Like T2D, T1D is diagnosed using blood tests to assess plasma glucose levels. A fasting plasma glucose, 2-hour plasma glucose during a 75-gram oral glucose tolerance test, or HbA1c value can be used to diagnose T1D. To differentiate T1D from T2D, a blood test is used to detect the presence of two or more autoantibodies, namely autoantibodies to insulin, glutamic acid decarboxylase, islet antigen 2, or zinc transport 8.
Because the hallmark of T1D is insulin deficiency, the main medical treatment is multiple daily injections of prandial (i.e., with meals) and basal (i.e., background or between meals) insulin or continuous subcutaneous insulin infusion. There are multiple approaches to insulin treatment, but in general, some form of insulin is given in a planned regimen tailored to the individual's unique situation to prevent DKA and avoid severe hypoglycemia while meeting their glycemic targets.
In addition, adjunctive therapies to augment insulin treatment are being studied to optimize glycemic control. Pramlintide (an amylin analog) is the only option approved for use, but evidence from clinical trials suggests that common medications such as glucagon-like peptide-1 receptor agonists may also provide benefits.
Supplements have not been studied for treating T1D, specifically, but for improving glycemic control or helping to maintain healthy blood glucose levels in general. A variety of micronutrients have been examined, most notably zinc, selenium, chromium, vitamin D, vitamin B3, and vitamin C. Other common supplements marketed to improve glycemic control include dietary fiber, probiotics, cinnamon, aloe vera, and panax ginseng.
Nutrition — especially carbohydrates — has a substantial effect on blood glucose levels, so it’s important for people with T1D to plan their meals and corresponding insulin doses accordingly to optimize glycemic control.
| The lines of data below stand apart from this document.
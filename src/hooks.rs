//! # Dashboard Hooks
//!
//! Binds a [`StatsDashboard`] to a Dioxus component: the dashboard is created and
//! activated on first render, mirrored into signals while the component lives, and
//! deactivated when the component is dropped.
//!
//! ## Usage
//!
//! ```rust,ignore
//! use dioxus::prelude::*;
//! use dioxus_stats_dashboard::prelude::*;
//!
//! #[component]
//! fn StatsPage() -> Element {
//!     let dashboard = use_stats_dashboard(|| {
//!         StatsDashboard::from_config(
//!             &DashboardConfig::default(),
//!             MemoryStore::new(),
//!             SessionContext::with_token("token"),
//!         )
//!     });
//!     let state = dashboard.state();
//!
//!     rsx! {
//!         if let Some(error) = &state.error {
//!             div { class: "banner", "{error.banner_message()}" }
//!         }
//!         for kind in MetricKind::ALL {
//!             div { "{kind}: {dashboard.formatted(kind)}" }
//!         }
//!         button { onclick: move |_| dashboard.refresh(), "Refresh" }
//!     }
//! }
//! ```

use std::{rc::Rc, sync::Arc};

use dioxus::prelude::*;
use tracing::debug;

use crate::{
    fetcher::StatsFetcher,
    storage::KeyValueStore,
    types::{DashboardState, MetricKind, format_count},
    view::StatsDashboard,
};

/// What a component gets back from [`use_stats_dashboard`]
#[derive(Clone)]
pub struct DashboardHandle {
    state: Signal<DashboardState>,
    values: Signal<[u64; MetricKind::COUNT]>,
    refresh: Rc<dyn Fn()>,
}

impl DashboardHandle {
    /// Current render state (snapshot, loading flag, error, last update)
    pub fn state(&self) -> DashboardState {
        self.state.read().clone()
    }

    pub fn state_signal(&self) -> Signal<DashboardState> {
        self.state
    }

    /// Animated value of one card
    pub fn value(&self, kind: MetricKind) -> u64 {
        self.values.read()[kind.index()]
    }

    /// Animated value of one card with thousands separators
    pub fn formatted(&self, kind: MetricKind) -> String {
        format_count(self.value(kind))
    }

    /// Manual refresh trigger for a button
    pub fn refresh(&self) {
        (self.refresh)();
    }
}

/// Hook owning a [`StatsDashboard`] for the lifetime of the calling component.
///
/// `init` runs once, on first render. The dashboard is activated immediately and
/// deactivated when the component unmounts, which stops the refresh cycle, drops
/// in-flight results and cancels running animations.
pub fn use_stats_dashboard<F, S>(init: impl FnOnce() -> StatsDashboard<F, S>) -> DashboardHandle
where
    F: StatsFetcher,
    S: KeyValueStore,
{
    let dashboard = use_hook(|| {
        let dashboard = Arc::new(init());
        dashboard.activate();
        dashboard
    });
    let mut state = use_signal(|| dashboard.state());
    let mut values = use_signal(|| dashboard.displayed());

    // Mirror render state into the signal
    use_hook(|| {
        let mut updates = dashboard.subscribe();
        spawn(async move {
            while updates.changed().await.is_ok() {
                let next = updates.borrow_and_update().clone();
                state.set(next);
            }
        })
    });

    // Mirror each card's animated value
    use_hook(|| {
        for kind in MetricKind::ALL {
            let mut shown = dashboard.counters().get(kind).subscribe();
            spawn(async move {
                while shown.changed().await.is_ok() {
                    let value = *shown.borrow_and_update();
                    values.write()[kind.index()] = value;
                }
            });
        }
    });

    let dashboard_for_drop = dashboard.clone();
    use_drop(move || {
        debug!("🔄 [DASHBOARD] Component dropped, deactivating");
        dashboard_for_drop.deactivate();
    });

    let dashboard_for_refresh = dashboard.clone();
    DashboardHandle {
        state,
        values,
        refresh: Rc::new(move || dashboard_for_refresh.trigger_refresh()),
    }
}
There is currently insufficient evidence to support one dietary pattern over another for managing T1D. Consequently, the eating plan should be individualized based on personal preferences, socioeconomic status, and comorbidities, with the goal of achieving individual glycemic, cardiovascular, and body weight goals and preventing disease complications. Additionally, eating plans should revolve around principles common among healthy dietary patterns, such as emphasizing nonstarchy vegetables, minimizing added sugars and refined grains, and choosing whole foods over ultraprocessed foods.
People with T1D should ideally perform at least 150 minutes of moderate-intensity or 75 minutes of vigorous-intensity aerobic activity per week and 2–3 resistance exercise sessions, with no more than two consecutive days without activity to increase insulin sensitivity and lower the risk of cardiovascular disease.
The glycemic response to exercise is highly variable and is affected by baseline fitness status; the type, intensity, and duration of exercise; the amount of insulin in circulation; preexercise blood glucose level; and preexercise meal composition. As such, special care needs to be taken with respect to carbohydrate intake and insulin delivery around exercise to prevent hypoglycemia.
Although known to be an autoimmune disease, the precise triggers of T1D are largely unknown but genetic susceptibility and environmental factors both contribute to the development of the disease. The most significant contributor to genetic risk is the presence of certain HLA alleles, but other genes contribute to heritability as well. The research on environmental factors is comparatively less clear, but exposure to certain viruses (e.g., human enterovirus B), dietary factors (e.g., unsaturated fat, cow’s milk, vitamin D), and gut microbiota composition have all been associated with either a higher or lower risk of T1D.